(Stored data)
BEGIN
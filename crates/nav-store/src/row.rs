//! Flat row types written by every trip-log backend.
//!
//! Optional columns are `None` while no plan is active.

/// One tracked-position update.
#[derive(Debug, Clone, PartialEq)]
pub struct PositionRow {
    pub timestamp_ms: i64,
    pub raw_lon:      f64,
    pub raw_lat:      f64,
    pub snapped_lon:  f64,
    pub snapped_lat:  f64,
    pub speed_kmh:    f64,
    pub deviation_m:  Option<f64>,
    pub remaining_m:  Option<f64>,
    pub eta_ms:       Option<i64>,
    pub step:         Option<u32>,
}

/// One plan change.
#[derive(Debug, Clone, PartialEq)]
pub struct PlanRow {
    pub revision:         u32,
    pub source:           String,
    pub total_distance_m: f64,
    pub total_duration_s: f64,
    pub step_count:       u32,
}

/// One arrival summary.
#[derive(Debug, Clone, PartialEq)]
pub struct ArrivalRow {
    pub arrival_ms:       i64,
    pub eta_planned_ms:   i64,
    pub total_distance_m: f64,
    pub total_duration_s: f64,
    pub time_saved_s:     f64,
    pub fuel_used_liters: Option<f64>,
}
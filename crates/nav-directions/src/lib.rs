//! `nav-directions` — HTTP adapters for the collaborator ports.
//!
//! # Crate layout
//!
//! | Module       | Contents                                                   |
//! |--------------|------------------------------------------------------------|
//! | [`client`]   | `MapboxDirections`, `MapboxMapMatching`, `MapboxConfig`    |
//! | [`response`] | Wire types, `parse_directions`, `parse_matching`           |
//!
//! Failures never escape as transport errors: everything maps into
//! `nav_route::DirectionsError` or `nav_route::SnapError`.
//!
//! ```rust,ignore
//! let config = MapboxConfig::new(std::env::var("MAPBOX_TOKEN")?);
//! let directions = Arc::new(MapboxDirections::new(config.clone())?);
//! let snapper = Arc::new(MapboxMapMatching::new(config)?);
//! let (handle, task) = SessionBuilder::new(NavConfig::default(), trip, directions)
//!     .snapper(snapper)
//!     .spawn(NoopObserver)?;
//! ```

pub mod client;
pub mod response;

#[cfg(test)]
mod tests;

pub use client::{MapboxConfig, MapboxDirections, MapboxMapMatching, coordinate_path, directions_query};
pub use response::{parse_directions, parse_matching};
END
BEGIN
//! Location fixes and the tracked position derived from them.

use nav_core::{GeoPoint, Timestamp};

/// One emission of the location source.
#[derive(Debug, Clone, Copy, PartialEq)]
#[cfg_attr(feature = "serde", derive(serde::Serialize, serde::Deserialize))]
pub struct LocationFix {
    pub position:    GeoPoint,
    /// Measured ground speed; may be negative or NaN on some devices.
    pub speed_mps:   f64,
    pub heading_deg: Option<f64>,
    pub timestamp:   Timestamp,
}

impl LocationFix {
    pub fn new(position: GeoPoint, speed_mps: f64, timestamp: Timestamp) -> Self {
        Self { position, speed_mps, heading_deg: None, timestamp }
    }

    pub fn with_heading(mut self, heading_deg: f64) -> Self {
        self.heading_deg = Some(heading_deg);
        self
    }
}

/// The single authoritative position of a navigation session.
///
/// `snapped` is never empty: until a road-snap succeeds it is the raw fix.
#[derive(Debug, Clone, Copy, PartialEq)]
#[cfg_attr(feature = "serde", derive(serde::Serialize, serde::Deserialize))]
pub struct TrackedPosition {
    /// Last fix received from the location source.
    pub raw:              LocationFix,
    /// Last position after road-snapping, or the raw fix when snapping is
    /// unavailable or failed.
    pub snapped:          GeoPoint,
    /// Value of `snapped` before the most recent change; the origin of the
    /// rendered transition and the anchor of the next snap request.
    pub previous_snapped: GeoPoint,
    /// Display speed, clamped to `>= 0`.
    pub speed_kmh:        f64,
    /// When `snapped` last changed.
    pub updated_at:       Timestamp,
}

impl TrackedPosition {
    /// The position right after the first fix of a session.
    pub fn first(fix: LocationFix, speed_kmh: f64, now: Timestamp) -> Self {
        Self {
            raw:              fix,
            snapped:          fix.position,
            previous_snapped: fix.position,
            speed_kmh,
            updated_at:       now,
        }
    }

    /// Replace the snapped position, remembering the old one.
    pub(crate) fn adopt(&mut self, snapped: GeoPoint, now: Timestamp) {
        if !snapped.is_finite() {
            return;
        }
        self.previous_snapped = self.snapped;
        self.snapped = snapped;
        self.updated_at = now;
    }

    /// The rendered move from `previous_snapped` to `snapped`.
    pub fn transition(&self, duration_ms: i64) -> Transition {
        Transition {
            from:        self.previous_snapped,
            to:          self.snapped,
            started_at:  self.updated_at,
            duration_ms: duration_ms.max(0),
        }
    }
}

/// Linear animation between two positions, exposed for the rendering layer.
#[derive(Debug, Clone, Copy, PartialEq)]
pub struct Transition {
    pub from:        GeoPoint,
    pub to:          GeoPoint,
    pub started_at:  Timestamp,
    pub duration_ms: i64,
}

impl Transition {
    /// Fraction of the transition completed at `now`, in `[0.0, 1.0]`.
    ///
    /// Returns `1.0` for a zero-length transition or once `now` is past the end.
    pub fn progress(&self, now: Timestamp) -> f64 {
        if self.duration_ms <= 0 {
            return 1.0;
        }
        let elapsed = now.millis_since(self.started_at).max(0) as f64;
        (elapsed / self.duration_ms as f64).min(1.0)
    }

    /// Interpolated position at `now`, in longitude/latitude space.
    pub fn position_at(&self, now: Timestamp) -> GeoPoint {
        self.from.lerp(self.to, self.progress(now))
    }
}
END
*Exercise requirements*
Filter the entries down to the lines with the word "None" in them, and copy those lines.

*Exercise result*
//! Optional columns are `None` while no plan is active.
        Self { position, speed_mps, heading_deg: None, timestamp }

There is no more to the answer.